All of the records must be given again exactly.

----- Records for the exercise

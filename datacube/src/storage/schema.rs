//! Layout of the output zarr hierarchy.
//!
//! ```text
//!   /                 group, title + cube attributes
//!   /time             int64 days since 1970-01-01, one per period
//!   /latitude         float64 pixel centres, north to south
//!   /longitude        float64 pixel centres, west to east
//!   /<varname>        uint16 (time, latitude, longitude, band),
//!                     chunks (1, cs, cs, nbands), fill 0
//! ```

use std::path::Path;
use std::sync::Arc;

use serde_json::{json, Map, Value};
use zarrs::array::{Array, ArrayBuilder, DataType, FillValue};
use zarrs::array_subset::ArraySubset;
use zarrs::group::GroupBuilder;
use zarrs::storage::store::FilesystemStore;

use super::StorageError;
use crate::grid::{days_since_epoch, CubeConfig};

/// `title` attribute of the root group.
pub const DATASET_TITLE: &str = "Sentinel 2 Data Cube";

fn attributes(value: Value) -> Map<String, Value> {
    match value {
        Value::Object(map) => map,
        _ => Map::new(),
    }
}

/// Creates a one-dimensional coordinate array of `len` elements in one chunk.
fn coordinate_array(
    store: &Arc<FilesystemStore>,
    name: &str,
    data_type: DataType,
    fill_value: FillValue,
    len: usize,
    attrs: Value,
) -> Result<Array<FilesystemStore>, StorageError> {
    let len = len as u64;
    let array = ArrayBuilder::new(
        vec![len],
        data_type,
        vec![len.max(1)]
            .try_into()
            .map_err(|_| StorageError::Zarr(format!("invalid chunk shape for {name}")))?,
        fill_value,
    )
    .dimension_names([name].into())
    .attributes(attributes(attrs))
    .build(store.clone(), &format!("/{name}"))
    .map_err(StorageError::zarr)?;
    array.store_metadata().map_err(StorageError::zarr)?;
    Ok(array)
}

/// Creates the group, coordinates and the empty data variable under `root`.
pub fn write_schema(root: &Path, config: &CubeConfig) -> Result<(), StorageError> {
    std::fs::create_dir_all(root).map_err(|e| StorageError::io(root, e))?;
    let store = Arc::new(FilesystemStore::new(root).map_err(StorageError::zarr)?);

    let geobox = config.geobox();
    let periods = config.periods();
    let bands = config.bands();

    GroupBuilder::new()
        .attributes(attributes(json!({
            "title": DATASET_TITLE,
            "crs": format!("EPSG:{}", config.epsg()),
            "resolution": config.resolution(),
            "time_frequency_months": config.time_frequency_months(),
            "bands": bands,
        })))
        .build(store.clone(), "/")
        .map_err(StorageError::zarr)?
        .store_metadata()
        .map_err(StorageError::zarr)?;

    let times: Vec<i64> = periods
        .iter()
        .map(|p| days_since_epoch(p.first_day()))
        .collect();
    let time = coordinate_array(
        &store,
        "time",
        DataType::Int64,
        FillValue::from(0i64),
        times.len(),
        json!({"units": "days since 1970-01-01", "calendar": "proleptic_gregorian"}),
    )?;
    time.store_array_subset_elements::<i64>(&ArraySubset::new_with_shape(time.shape().to_vec()), &times)
        .map_err(StorageError::zarr)?;

    let latitudes = geobox.latitudes();
    let latitude = coordinate_array(
        &store,
        "latitude",
        DataType::Float64,
        FillValue::from(0.0f64),
        latitudes.len(),
        json!({"units": "degrees_north", "standard_name": "latitude"}),
    )?;
    latitude
        .store_array_subset_elements::<f64>(&ArraySubset::new_with_shape(latitude.shape().to_vec()), &latitudes)
        .map_err(StorageError::zarr)?;

    let longitudes = geobox.longitudes();
    let longitude = coordinate_array(
        &store,
        "longitude",
        DataType::Float64,
        FillValue::from(0.0f64),
        longitudes.len(),
        json!({"units": "degrees_east", "standard_name": "longitude"}),
    )?;
    longitude
        .store_array_subset_elements::<f64>(&ArraySubset::new_with_shape(longitude.shape().to_vec()), &longitudes)
        .map_err(StorageError::zarr)?;

    let chunk = config.chunk_size() as u64;
    let shape = vec![
        periods.len() as u64,
        geobox.height as u64,
        geobox.width as u64,
        bands.len() as u64,
    ];
    let chunk_shape = vec![1, chunk, chunk, bands.len() as u64];
    let array = ArrayBuilder::new(
        shape,
        DataType::UInt16,
        chunk_shape
            .try_into()
            .map_err(|_| StorageError::Zarr("invalid data chunk shape".to_string()))?,
        FillValue::from(0u16),
    )
    .dimension_names(["time", "latitude", "longitude", "band"].into())
    .attributes(attributes(json!({
        "bands": bands,
        "long_name": "cloud-free median composite",
    })))
    .build(store.clone(), &format!("/{}", config.varname()))
    .map_err(StorageError::zarr)?;
    array.store_metadata().map_err(StorageError::zarr)?;

    tracing::debug!(
        root = %root.display(),
        shape = ?array.shape(),
        "Wrote cube schema"
    );
    Ok(())
}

----------

Reply to the task:
filename datacube/src/storage/schema.rs
//! Layout of the output zarr hierarchy.
//!
//! ```text
//!   /                 group, title + cube attributes
//!   /time             int64 days since 1970-01-01, one per period
//!   /latitude         float64 pixel centres, north to south
//!   /longitude        float64 pixel centres, west to east
//!   /<varname>        uint16 (time, latitude, longitude, band),
//!                     chunks (1, cs, cs, nbands), fill 0
//! ```

use std::path::Path;
use std::sync::Arc;

use serde_json::{json, Map, Value};
use zarrs::array::{Array, ArrayBuilder, DataType, FillValue};
use zarrs::array_subset::ArraySubset;
use zarrs::group::GroupBuilder;
use zarrs::storage::store::FilesystemStore;

use super::StorageError;
use crate::grid::{days_since_epoch, CubeConfig};

/// `title` attribute of the root group.
pub const DATASET_TITLE: &str = "Sentinel 2 Data Cube";

fn attributes(value: Value) -> Map<String, Value> {
    match value {
        Value::Object(map) => map,
        _ => Map::new(),
    }
}

/// Creates a one-dimensional coordinate array of `len` elements in one chunk.
fn coordinate_array(
    store: &Arc<FilesystemStore>,
    name: &str,
    data_type: DataType,
    fill_value: FillValue,
    len: usize,
    attrs: Value,
) -> Result<Array<FilesystemStore>, StorageError> {
    let len = len as u64;
    let array = ArrayBuilder::new(
        vec![len],
        data_type,
        vec![len.max(1)]
            .try_into()
            .map_err(|_| StorageError::Zarr(format!("invalid chunk shape for {name}")))?,
        fill_value,
    )
    .dimension_names([name].into())
    .attributes(attributes(attrs))
    .build(store.clone(), &format!("/{name}"))
    .map_err(StorageError::zarr)?;
    array.store_metadata().map_err(StorageError::zarr)?;
    Ok(array)
}

/// Creates the group, coordinates and the empty data variable under `root`.
pub fn write_schema(root: &Path, config: &CubeConfig) -> Result<(), StorageError> {
    std::fs::create_dir_all(root).map_err(|e| StorageError::io(root, e))?;
    let store = Arc::new(FilesystemStore::new(root).map_err(StorageError::zarr)?);

    let geobox = config.geobox();
    let periods = config.periods();
    let bands = config.bands();

    GroupBuilder::new()
        .attributes(attributes(json!({
            "title": DATASET_TITLE,
            "crs": format!("EPSG:{}", config.epsg()),
            "resolution": config.resolution(),
            "time_frequency_months": config.time_frequency_months(),
            "bands": bands,
        })))
        .build(store.clone(), "/")
        .map_err(StorageError::zarr)?
        .store_metadata()
        .map_err(StorageError::zarr)?;

    let times: Vec<i64> = periods
        .iter()
        .map(|p| days_since_epoch(p.first_day()))
        .collect();
    let time = coordinate_array(
        &store,
        "time",
        DataType::Int64,
        FillValue::from(0i64),
        times.len(),
        json!({"units": "days since 1970-01-01", "calendar": "proleptic_gregorian"}),
    )?;
    time.store_array_subset_elements::<i64>(&ArraySubset::new_with_shape(time.shape().to_vec()), &times)
        .map_err(StorageError::zarr)?;

    let latitudes = geobox.latitudes();
    let latitude = coordinate_array(
        &store,
        "latitude",
        DataType::Float64,
        FillValue::from(0.0f64),
        latitudes.len(),
        json!({"units": "degrees_north", "standard_name": "latitude"}),
    )?;
    latitude
        .store_array_subset_elements::<f64>(&ArraySubset::new_with_shape(latitude.shape().to_vec()), &latitudes)
        .map_err(StorageError::zarr)?;

    let longitudes = geobox.longitudes();
    let longitude = coordinate_array(
        &store,
        "longitude",
        DataType::Float64,
        FillValue::from(0.0f64),
        longitudes.len(),
        json!({"units": "degrees_east", "standard_name": "longitude"}),
    )?;
    longitude
        .store_array_subset_elements::<f64>(&ArraySubset::new_with_shape(longitude.shape().to_vec()), &longitudes)
        .map_err(StorageError::zarr)?;

    let chunk = config.chunk_size() as u64;
    let shape = vec![
        periods.len() as u64,
        geobox.height as u64,
        geobox.width as u64,
        bands.len() as u64,
    ];
    let chunk_shape = vec![1, chunk, chunk, bands.len() as u64];
    let array = ArrayBuilder::new(
        shape,
        DataType::UInt16,
        chunk_shape
            .try_into()
            .map_err(|_| StorageError::Zarr("invalid data chunk shape".to_string()))?,
        FillValue::from(0u16),
    )
    .dimension_names(["time", "latitude", "longitude", "band"].into())
    .attributes(attributes(json!({
        "bands": bands,
        "long_name": "cloud-free median composite",
    })))
    .build(store.clone(), &format!("/{}", config.varname()))
    .map_err(StorageError::zarr)?;
    array.store_metadata().map_err(StorageError::zarr)?;

    tracing::debug!(
        root = %root.display(),
        shape = ?array.shape(),
        "Wrote cube schema"
    );
    Ok(())
}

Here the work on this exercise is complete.